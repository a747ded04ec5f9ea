//! Content-based hashing for run IDs.

use cs_project::CoSimConfig;
use sha2::{Digest, Sha256};

pub fn compute_run_id(config: &CoSimConfig, driver_version: &str) -> String {
    let mut hasher = Sha256::new();

    let config_json = serde_json::to_string(config).unwrap_or_default();
    hasher.update(config_json.as_bytes());

    hasher.update(driver_version.as_bytes());

    let result = hasher.finalize();
    format!("{:x}", result)
}

#[cfg(test)]
mod tests {
    use super::*;

    fn config(t_end: f64) -> CoSimConfig {
        serde_yaml::from_str(&format!(
            "version: 1\nname: hash\nmodel: m.yaml\nsimulation: {{ t_end: {t_end}, dt: 1.0 }}\ncadence: {{ type: sim_time, every: 3.0 }}\nexchange: {{}}\n"
        ))
        .unwrap()
    }

    #[test]
    fn hash_stability() {
        let a = compute_run_id(&config(10.0), "v1");
        let b = compute_run_id(&config(10.0), "v1");
        assert_eq!(a, b);
        assert_eq!(a.len(), 64);
    }

    #[test]
    fn hash_differs_for_different_inputs() {
        assert_ne!(
            compute_run_id(&config(10.0), "v1"),
            compute_run_id(&config(20.0), "v1")
        );
        assert_ne!(
            compute_run_id(&config(10.0), "v1"),
            compute_run_id(&config(10.0), "v2")
        );
    }
}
· · · ·
> [TASK TO COMPLETE]: All of the data above must be retyped exactly.

> [PROBLEM SOLUTION]:
repository a747ded04ec5f9ea
//! Content-based hashing for run IDs.

use cs_project::CoSimConfig;
use sha2::{Digest, Sha256};

pub fn compute_run_id(config: &CoSimConfig, driver_version: &str) -> String {
    let mut hasher = Sha256::new();

    let config_json = serde_json::to_string(config).unwrap_or_default();
    hasher.update(config_json.as_bytes());

    hasher.update(driver_version.as_bytes());

    let result = hasher.finalize();
    format!("{:x}", result)
}

#[cfg(test)]
mod tests {
    use super::*;

    fn config(t_end: f64) -> CoSimConfig {
        serde_yaml::from_str(&format!(
            "version: 1\nname: hash\nmodel: m.yaml\nsimulation: {{ t_end: {t_end}, dt: 1.0 }}\ncadence: {{ type: sim_time, every: 3.0 }}\nexchange: {{}}\n"
        ))
        .unwrap()
    }

    #[test]
    fn hash_stability() {
        let a = compute_run_id(&config(10.0), "v1");
        let b = compute_run_id(&config(10.0), "v1");
        assert_eq!(a, b);
        assert_eq!(a.len(), 64);
    }

    #[test]
    fn hash_differs_for_different_inputs() {
        assert_ne!(
            compute_run_id(&config(10.0), "v1"),
            compute_run_id(&config(20.0), "v1")
        );
        assert_ne!(
            compute_run_id(&config(10.0), "v1"),
            compute_run_id(&config(10.0), "v2")
        );
    }
}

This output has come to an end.